Bush, unelected, has repudiated Kyoto, the Anti-Ballistic Missile Treaty, international trade agreements and environment-friendly initiatives set up by the Clinton administration, and he threatens the UN and Nato. What may we expect of this swaggering lout if an election success actually gives him something to swagger about?

Victory over Iraq will play well in Peoria. It will bomb – literally as well as metaphorically – in the rest of the world. In that post-war climate of seething hostility, are we, in Britain, going to let ourselves be identified, throughout the world, with this uncouth fundamentalist redneck? And are we really going to help him finally to get elected?

Those of us opposed to the war are sometimes accused of anti-Americanism. I am vigorously pro-American, which is one reason I am anti-Bush. They didn't elect him, and they deserve better.

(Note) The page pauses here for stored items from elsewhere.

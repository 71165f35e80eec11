#![allow(dead_code)]
#![allow(unused_imports)]
//! Shared integration test utilities.
//!
//! Import with:
//! ```ignore
//! mod common;
//! use common::*;
//! ```

pub use asyncval::test_utils::{
    CountingSpawner, DEFAULT_TEST_TIMEOUT, assert_resolves_within, init_test_logging,
};

use proptest::prelude::ProptestConfig;
use proptest::test_runner::RngSeed;

/// Default seed for property tests when running under CI.
pub const DEFAULT_PROPTEST_SEED: u64 = 0x5EED_5EED;

const PROPTEST_SEED_ENV: &str = "ASYNCVAL_PROPTEST_SEED";

/// Build a ProptestConfig with deterministic seed support for CI.
#[must_use]
pub fn test_proptest_config(cases: u32) -> ProptestConfig {
    let mut config = ProptestConfig::with_cases(cases);

    // Honor an existing PROPTEST_RNG_SEED, otherwise apply our own.
    if matches!(config.rng_seed, RngSeed::Random) {
        if let Some(seed) = read_proptest_seed() {
            config.rng_seed = RngSeed::Fixed(seed);
        }
    }
    config
}

fn read_proptest_seed() -> Option<u64> {
    if let Ok(value) = std::env::var(PROPTEST_SEED_ENV) {
        return value.parse::<u64>().ok();
    }

    // If CI is set and no explicit seed is provided, use a fixed seed.
    if std::env::var("CI").is_ok() {
        return Some(DEFAULT_PROPTEST_SEED);
    }

    None
}

/// Common per-test setup: logging plus a phase banner.
pub fn init_test(name: &str) {
    init_test_logging();
    asyncval::test_phase!(name);
}
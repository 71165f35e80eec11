//! Error types for asyncval.
//!
//! Error handling follows these principles:
//!
//! - A computation's own failure type `E` is carried verbatim, never wrapped
//!   by `get` or by any combinator
//! - Errors the crate synthesizes are typed, one enum per concern
//! - A timeout belongs to the waiter and is never stored in a handle
//!
//! # Error Categories
//!
//! - [`TimeoutError`] / [`TimedError`]: bounded waits that ran out of time
//! - [`SpawnError`]: a spawner could not start a worker
//! - [`ConfigError`]: invalid spawn configuration

use std::num::ParseIntError;
use std::time::Duration;
use thiserror::Error;

/// Fixed message reported when a bounded wait expires.
pub const TIMEOUT_MESSAGE: &str = "timed out waiting for async value";

/// Returned when a bounded wait elapses before the value completes.
///
/// The display message is fixed; the waited duration is available through
/// [`TimeoutError::waited`].
#[derive(Debug, Clone, Copy, PartialEq, Eq, Error)]
#[error("timed out waiting for async value")]
pub struct TimeoutError {
    waited: Duration,
}

impl TimeoutError {
    /// Creates a timeout error for a wait of the given length.
    #[must_use]
    pub const fn new(waited: Duration) -> Self {
        Self { waited }
    }

    /// Returns how long the waiter was prepared to wait.
    #[must_use]
    pub const fn waited(&self) -> Duration {
        self.waited
    }
}

/// Error returned by a bounded wait on an async value.
#[derive(Debug, Clone, PartialEq, Eq, Error)]
pub enum TimedError<E> {
    /// The computation completed with a failure.
    #[error("{0}")]
    Failed(E),
    /// The wait expired before the computation completed.
    #[error(transparent)]
    TimedOut(#[from] TimeoutError),
}

impl<E> TimedError<E> {
    /// Returns true if the wait expired.
    #[must_use]
    pub const fn is_timed_out(&self) -> bool {
        matches!(self, Self::TimedOut(_))
    }

    /// Returns the timeout error, if the wait expired.
    #[must_use]
    pub const fn timeout(&self) -> Option<&TimeoutError> {
        match self {
            Self::TimedOut(t) => Some(t),
            Self::Failed(_) => None,
        }
    }

    /// Returns the computation's failure, if it completed with one.
    pub fn into_failure(self) -> Option<E> {
        match self {
            Self::Failed(e) => Some(e),
            Self::TimedOut(_) => None,
        }
    }
}

/// A spawner could not start a worker.
#[derive(Debug, Error)]
pub enum SpawnError {
    /// The operating system refused to create a thread.
    #[error("failed to spawn worker thread: {0}")]
    Io(#[from] std::io::Error),
    /// A custom spawner rejected the task.
    #[error("spawner rejected task: {0}")]
    Rejected(String),
}

/// Invalid spawn configuration.
#[derive(Debug, Error)]
pub enum ConfigError {
    /// An environment variable was set to an unparseable value.
    #[error("invalid value for {var}: expected unsigned integer, got {value:?} ({source})")]
    InvalidEnv {
        /// The variable name.
        var: &'static str,
        /// The raw value found in the environment.
        value: String,
        /// The parse failure.
        #[source]
        source: ParseIntError,
    },
    /// A setting was present but out of range.
    #[error("invalid value for {field}: {reason}")]
    InvalidValue {
        /// The setting name.
        field: &'static str,
        /// Why it was rejected.
        reason: &'static str,
    },
    /// The config file could not be read.
    #[error("failed to read config file: {0}")]
    Read(#[from] std::io::Error),
    /// The config file was not valid TOML for this schema.
    #[error("failed to parse config file: {0}")]
    Parse(String),
}
//! Already-resolved values.
//!
//! [`successful`] and [`failed`] behave exactly like [`AsyncValue::new`] with
//! a computation that returns at once. They still go through a worker so that
//! every value, resolved or not, follows one completion path.

use crate::AsyncValue;

/// Returns a value that resolves to `Ok(value)`.
pub fn successful<T, E>(value: T) -> AsyncValue<T, E>
where
    T: Send + Sync + 'static,
    E: Send + Sync + 'static,
{
    AsyncValue::new(move || Ok(value))
}

/// Returns a value that resolves to `Err(error)`.
pub fn failed<T, E>(error: E) -> AsyncValue<T, E>
where
    T: Send + Sync + 'static,
    E: Send + Sync + 'static,
{
    AsyncValue::new(move || Err(error))
}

If, in a khaki election, Bush finally wins a term as President, decent Americans, intellectual Americans, American scholars, scientists, philosophers, engineers, writers, artists and, not least, American philanthropists, Americans with a great deal to contribute, are going to be looking for a civilised haven.

English-speaking countries such as Ireland and New Zealand will be well placed to welcome them and benefit from their talented presence. How sad if we rule ourselves out by poodling up to the very leader they will be seeking to escape. As a scientist, I would like to be able to say something like the following to my American friends:

"Dear Colleague: You are a member of the leading scientific nation, by far. No wonder there has been a brain drain from my country to yours. The trickle in the other direction has been, alas, negligible. Occasional attempts, by my own university of Oxford among others, to compete on the open market to recruit leading American professors or promising young scientists, have usually foundered on the problem of salary. But is it possible that things are now beginning to change? Could it be that political developments in your country are now starting to make emigration look more attractive, in spite of the salary differential?

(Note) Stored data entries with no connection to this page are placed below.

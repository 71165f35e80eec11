//! Tracing compatibility layer for worker lifecycle logging.
//!
//! Works whether or not the `tracing-integration` feature is enabled:
//!
//! - **With feature enabled**: re-exports the `tracing` event macros.
//! - **Without feature**: no-op macros of the same names that expand to nothing.
//!
//! Only worker lifecycle events go through here. Computation failures are
//! values returned to callers and are never logged.
//!
//! # Usage
//!
//! ```rust,ignore
//! use asyncval::tracing_compat::{error, trace};
//!
//! trace!(worker = id, "worker spawned");
//! error!(error = %err, "failed to start worker");
//! ```
//!
//! # Feature Flag
//!
//! ```toml
//! asyncval = { version = "0.1", features = ["tracing-integration"] }
//! ```

#[cfg(feature = "tracing-integration")]
pub use tracing::{debug, error, trace, warn};

#[cfg(not(feature = "tracing-integration"))]
mod noop {
    //! No-op event macros used when tracing is disabled.

    /// No-op trace-level logging macro.
    #[macro_export]
    macro_rules! trace {
        ($($arg:tt)*) => {};
    }

    /// No-op debug-level logging macro.
    #[macro_export]
    macro_rules! debug {
        ($($arg:tt)*) => {};
    }

    /// No-op warn-level logging macro.
    #[macro_export]
    macro_rules! warn {
        ($($arg:tt)*) => {};
    }

    /// No-op error-level logging macro.
    #[macro_export]
    macro_rules! error {
        ($($arg:tt)*) => {};
    }

    pub use crate::{debug, error, trace, warn};
}

#[cfg(not(feature = "tracing-integration"))]
pub use noop::*;
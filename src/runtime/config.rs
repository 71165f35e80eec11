//! Worker spawn configuration.
//!
//! # Configuration Precedence
//!
//! Settings are resolved in this order (highest priority first):
//!
//! 1. **Programmatic**: values set via builder methods (`thread_name_prefix("io")`)
//! 2. **Environment variables**: values from `ASYNCVAL_*` env vars
//! 3. **Config file**: values loaded from a TOML file (requires `config-file` feature)
//! 4. **Defaults**: built-in defaults from [`SpawnConfig::default()`]
//!
//! # Supported Environment Variables
//!
//! | Variable | Type | Maps to |
//! |----------|------|---------|
//! | `ASYNCVAL_THREAD_NAME_PREFIX` | `String` | `thread_name_prefix` |
//! | `ASYNCVAL_THREAD_STACK_SIZE` | `usize` | `thread_stack_size` |

use crate::error::ConfigError;
use serde::{Deserialize, Serialize};

/// Environment variable name for the worker thread name prefix.
pub const ENV_THREAD_NAME_PREFIX: &str = "ASYNCVAL_THREAD_NAME_PREFIX";
/// Environment variable name for the worker thread stack size.
pub const ENV_THREAD_STACK_SIZE: &str = "ASYNCVAL_THREAD_STACK_SIZE";

/// Default prefix for worker thread names.
pub const DEFAULT_THREAD_NAME_PREFIX: &str = "asyncval-worker";

/// Smallest stack size accepted for a worker thread.
pub const MIN_THREAD_STACK_SIZE: usize = 16 * 1024;

/// How workers are started by a [`ThreadSpawner`](super::ThreadSpawner).
#[derive(Debug, Clone, PartialEq, Eq, Serialize, Deserialize)]
#[serde(default, deny_unknown_fields)]
pub struct SpawnConfig {
    /// Worker threads are named `"{prefix}-{n}"`.
    pub thread_name_prefix: String,
    /// Stack size for worker threads; `None` uses the platform default.
    pub thread_stack_size: Option<usize>,
}

impl Default for SpawnConfig {
    fn default() -> Self {
        Self {
            thread_name_prefix: DEFAULT_THREAD_NAME_PREFIX.to_string(),
            thread_stack_size: None,
        }
    }
}

impl SpawnConfig {
    /// Sets the worker thread name prefix.
    #[must_use]
    pub fn thread_name_prefix(mut self, prefix: impl Into<String>) -> Self {
        self.thread_name_prefix = prefix.into();
        self
    }

    /// Sets the worker thread stack size.
    #[must_use]
    pub const fn thread_stack_size(mut self, bytes: usize) -> Self {
        self.thread_stack_size = Some(bytes);
        self
    }

    /// Builds a config from defaults plus environment overrides.
    pub fn from_env() -> Result<Self, ConfigError> {
        let mut config = Self::default();
        apply_env_overrides(&mut config)?;
        Ok(config)
    }

    /// Parses a config from TOML text. Missing keys take their defaults.
    #[cfg(feature = "config-file")]
    pub fn from_toml_str(text: &str) -> Result<Self, ConfigError> {
        let config: Self = toml::from_str(text).map_err(|e| ConfigError::Parse(e.to_string()))?;
        config.validate()?;
        Ok(config)
    }

    /// Loads a TOML config file, then applies environment overrides on top.
    #[cfg(feature = "config-file")]
    pub fn from_file(path: impl AsRef<std::path::Path>) -> Result<Self, ConfigError> {
        Self::from_file_with(path, read_env)
    }

    /// Loads a TOML config file, then applies overrides from `lookup` on top.
    ///
    /// [`from_file`](Self::from_file) calls this with the process environment.
    #[cfg(feature = "config-file")]
    pub fn from_file_with<F>(
        path: impl AsRef<std::path::Path>,
        lookup: F,
    ) -> Result<Self, ConfigError>
    where
        F: Fn(&str) -> Option<String>,
    {
        let text = std::fs::read_to_string(path)?;
        let mut config = Self::from_toml_str(&text)?;
        apply_overrides_from(&mut config, lookup)?;
        Ok(config)
    }

    /// Checks that every setting is within range.
    pub fn validate(&self) -> Result<(), ConfigError> {
        if self.thread_name_prefix.is_empty() {
            return Err(ConfigError::InvalidValue {
                field: "thread_name_prefix",
                reason: "must not be empty",
            });
        }
        if self
            .thread_stack_size
            .is_some_and(|size| size < MIN_THREAD_STACK_SIZE)
        {
            return Err(ConfigError::InvalidValue {
                field: "thread_stack_size",
                reason: "below minimum of 16 KiB",
            });
        }
        Ok(())
    }
}

/// Apply environment variable overrides to a [`SpawnConfig`].
///
/// Only variables that are set in the environment are applied.
/// Returns an error if a variable is set but contains an unparseable value.
pub fn apply_env_overrides(config: &mut SpawnConfig) -> Result<(), ConfigError> {
    apply_overrides_from(config, read_env)
}

/// Apply overrides from an arbitrary variable lookup.
///
/// [`apply_env_overrides`] calls this with the process environment.
pub fn apply_overrides_from<F>(config: &mut SpawnConfig, lookup: F) -> Result<(), ConfigError>
where
    F: Fn(&str) -> Option<String>,
{
    if let Some(val) = lookup(ENV_THREAD_NAME_PREFIX) {
        config.thread_name_prefix = val;
    }
    if let Some(val) = lookup(ENV_THREAD_STACK_SIZE) {
        config.thread_stack_size = Some(parse_usize(ENV_THREAD_STACK_SIZE, &val)?);
    }
    config.validate()
}

/// Read an environment variable, returning `None` if unset.
fn read_env(name: &str) -> Option<String> {
    std::env::var(name).ok()
}

fn parse_usize(var: &'static str, val: &str) -> Result<usize, ConfigError> {
    val.trim()
        .parse::<usize>()
        .map_err(|source| ConfigError::InvalidEnv {
            var,
            value: val.to_string(),
            source,
        })
}
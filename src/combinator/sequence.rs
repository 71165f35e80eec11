//! Sequence combinator: collect many values into one, in argument order.
//!
//! The output's index `i` always holds input `i`, whatever order the inputs
//! complete in. The first failure in argument order fails the output with that
//! same error and no partial vector; a panicked input counts as a failure and
//! is re-raised to readers of the output. Later inputs are still awaited so
//! their workers finish before the output completes; their outcomes, panics
//! included, are discarded.

use crate::AsyncValue;
use crate::types::Outcome;

/// Waits on every value in argument order and collects the results.
///
/// Zero inputs produce an empty vector.
///
/// # Example
///
/// ```
/// use asyncval::{sequence, successful};
///
/// let all = sequence([successful::<_, ()>(1), successful(2), successful(3)]);
/// assert_eq!(all.get(), Ok(vec![1, 2, 3]));
/// ```
pub fn sequence<T, E, I>(values: I) -> AsyncValue<Vec<T>, E>
where
    T: Clone + Send + Sync + 'static,
    E: Clone + Send + Sync + 'static,
    I: IntoIterator<Item = AsyncValue<T, E>>,
{
    let values: Vec<AsyncValue<T, E>> = values.into_iter().collect();
    AsyncValue::new(move || {
        let mut results = Vec::with_capacity(values.len());
        let mut first_failure: Option<Outcome<Vec<T>, E>> = None;
        for value in &values {
            if first_failure.is_some() {
                value.wait();
                continue;
            }
            match value.outcome() {
                Outcome::Ok(v) => results.push(v),
                Outcome::Err(e) => first_failure = Some(Outcome::Err(e)),
                Outcome::Panicked(p) => first_failure = Some(Outcome::Panicked(p)),
            }
        }
        first_failure.map_or(Ok(results), Outcome::into_result)
    })
}

#[cfg(test)]
mod tests {
    use super::*;
    use crate::combinator::{failed, successful};
    use crate::test_utils::init_test_logging;
    use crate::types::PanicPayload;
    use std::sync::Arc;
    use std::sync::atomic::{AtomicBool, Ordering};
    use std::thread;
    use std::time::Duration;

    fn init_test(name: &str) {
        init_test_logging();
        crate::test_phase!(name);
    }

    #[test]
    fn sequence_preserves_order() {
        init_test("sequence_preserves_order");
        let all = sequence([successful::<_, ()>(1), successful(2), successful(3)]);
        assert_eq!(all.get(), Ok(vec![1, 2, 3]));
        crate::test_complete!("sequence_preserves_order");
    }

    #[test]
    fn order_is_by_argument_not_completion() {
        init_test("order_is_by_argument_not_completion");
        let slow = AsyncValue::new(|| {
            thread::sleep(Duration::from_millis(60));
            Ok::<_, ()>("slow")
        });
        let fast = AsyncValue::new(|| Ok::<_, ()>("fast"));
        let all = sequence([slow, fast]);
        assert_eq!(all.get(), Ok(vec!["slow", "fast"]));
        crate::test_complete!("order_is_by_argument_not_completion");
    }

    #[test]
    fn first_failure_short_circuits() {
        init_test("first_failure_short_circuits");
        let all = sequence([successful(1), failed("E"), successful(3)]);
        assert_eq!(all.get(), Err("E"));
        crate::test_complete!("first_failure_short_circuits");
    }

    #[test]
    fn earliest_failure_in_argument_order_wins() {
        init_test("earliest_failure_in_argument_order_wins");
        let late_first = AsyncValue::new(|| {
            thread::sleep(Duration::from_millis(40));
            Err::<i32, _>("first")
        });
        let all = sequence([late_first, failed("second")]);
        assert_eq!(all.get(), Err("first"));
        crate::test_complete!("earliest_failure_in_argument_order_wins");
    }

    #[test]
    fn later_inputs_are_still_awaited() {
        init_test("later_inputs_are_still_awaited");
        let finished = Arc::new(AtomicBool::new(false));
        let f = Arc::clone(&finished);
        let trailing = AsyncValue::new(move || {
            thread::sleep(Duration::from_millis(40));
            f.store(true, Ordering::SeqCst);
            Ok::<_, &str>(3)
        });
        let all = sequence([failed("E"), trailing]);
        assert_eq!(all.get(), Err("E"));
        assert!(
            finished.load(Ordering::SeqCst),
            "trailing input completes before the sequence does"
        );
        crate::test_complete!("later_inputs_are_still_awaited");
    }

    #[test]
    fn later_panic_does_not_replace_first_failure() {
        init_test("later_panic_does_not_replace_first_failure");
        let panicking: AsyncValue<i32, &str> = AsyncValue::new(|| panic!("later input panicked"));
        let all = sequence([failed("E"), panicking]);
        assert_eq!(all.get(), Err("E"));
        crate::test_complete!("later_panic_does_not_replace_first_failure");
    }

    #[test]
    fn panicked_input_still_awaits_later_inputs() {
        init_test("panicked_input_still_awaits_later_inputs");
        let finished = Arc::new(AtomicBool::new(false));
        let f = Arc::clone(&finished);
        let panicking: AsyncValue<i32, ()> = AsyncValue::new(|| panic!("first input panicked"));
        let slow = AsyncValue::new(move || {
            thread::sleep(Duration::from_millis(60));
            f.store(true, Ordering::SeqCst);
            Ok::<_, ()>(2)
        });
        let all = sequence([panicking, slow]);
        all.wait();
        assert!(
            finished.load(Ordering::SeqCst),
            "later input completes before the sequence does"
        );

        let outcome = all.outcome();
        assert_eq!(
            outcome.panic_payload().map(PanicPayload::message),
            Some("first input panicked")
        );
        crate::test_complete!("panicked_input_still_awaits_later_inputs");
    }

    #[test]
    fn empty_sequence_succeeds() {
        init_test("empty_sequence_succeeds");
        let all = sequence(Vec::<AsyncValue<i32, ()>>::new());
        assert_eq!(all.get(), Ok(Vec::new()));
        crate::test_complete!("empty_sequence_succeeds");
    }
}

"I know, of course, without even asking, that you were a member of the majority who voted for Al Gore. When your majority in the country, reinforcing your clear majority in the Electoral College but for dead-heated Florida, was reversed by the Supreme Court coup d'état, you must have been saddened, even infuriated. You presumably consoled yourself that it couldn't last more than four years.

"All that has now changed, and you must be close to despair, especially if you happen to be working in a field such as stem cell cloning and find your research blocked by the religious bigotry of this administration, the most anti-intellectual administration in living memory.

"Have things reached the point where you might consider moving? We in Britain may not be able to match your salary, but we can at least offer you a civilised, decent government, very different from the one you are eager to leave behind."

If only...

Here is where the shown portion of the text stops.